The New South Head Road had been constructed in the early 1830s, and during 1838-9, Bentley's Bridge was built to replace the wooden trestle bridge which in 1832 had carried the New South Head Road across the Rushcutters Bay Creek as the road work progressed. The solid, stone arch bridge, although known for Lieutenant A.C.D Bentley of the 50th Regiment (who supervised its construction) owed more to its designer David Lennox. Appointed Superintendent of Bridges in 1833, Lennox was responsible for a number of notable bridges of stone construction in the colony, many of which survive today. Bentley's Bridge, however, did not. Dowling, writing in 1925, notes that an ordinary level wooden roadway bridge had replaced the former stone construction, which possibly did not survive the widening of the New South Head Road, a process begun by the South Head Roads Trust in the 1890s.

Reclamation Works

Dowling was not alone in his assessment. In November, 1875 a deputation visited the then Minister for Lands, Thomas Garrett, armed with a petition signed by 500 people requesting the reclamation of the Bay. In 1878 the Rushcutters Bay Resumption Act brought this section of foreshore into public ownership, and allowed the reclamation work to proceed.

Reclaiming the Rushcutters Bay shoreline solved only some of the problems facing residents of nearby areas and the authorities which served them. The market gardens persisted until the late 19th century, and resentment towards the so-called stinking paddock and those who tended it, grew and found concerted voice during the 1880s. At worst the anti-Chinese sentiment found outlet in regular visits from Paddington-based larrikin gangs, who tormented the Chinese and destroyed their crops. In its more organised form, the resentment generated correspondence to the Sydney Newspapers of the time, and a series of public meetings, deputations and petitions to the Minister for Mines, urging the resumption of the land. The Chinese presence remained, however, until the early twentieth century.

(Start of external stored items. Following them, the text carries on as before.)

//! Trip-count equivalence: both loops run their bodies equally often.
//!
//! Counts come from scalar evolution and are compared structurally, so the
//! gate only passes when both are computable.

use crate::analysis::LoopId;

use super::FusionContext;

/// Returns true if both loops are known to execute the same number of times
///
/// Trip counts are compared as canonical symbolic expressions, so `n` and
/// `n + 0` match while `n` and an unrelated `m` never do.
pub fn has_same_trip_count(ctx: &FusionContext<'_>, first: LoopId, second: LoopId) -> bool {
    let count1 = ctx.scev.trip_count(first);
    let count2 = ctx.scev.trip_count(second);
    log::trace!("trip counts: {count1} and {count2}");
    count1.is_computable() && count2.is_computable() && count1 == count2
}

Storm water posed a different and more hazardous nuisance. At times, the creek which flowed under Bentley Bridge was strong enough to wash straying stock, and humans, into the harbour. The construction of Boundary Street by the City Council in 1886 did much to alleviate the problems of surface water drainage since it incorporated a sewer, and a Water Board drain today carries the waters of the former Rushcutters Bay Creek safely underground for the final stage of its journey into the harbour.

These various works "tamed" a locality once considered unfit for human occupation into an area which is today well-used as a place of leisure.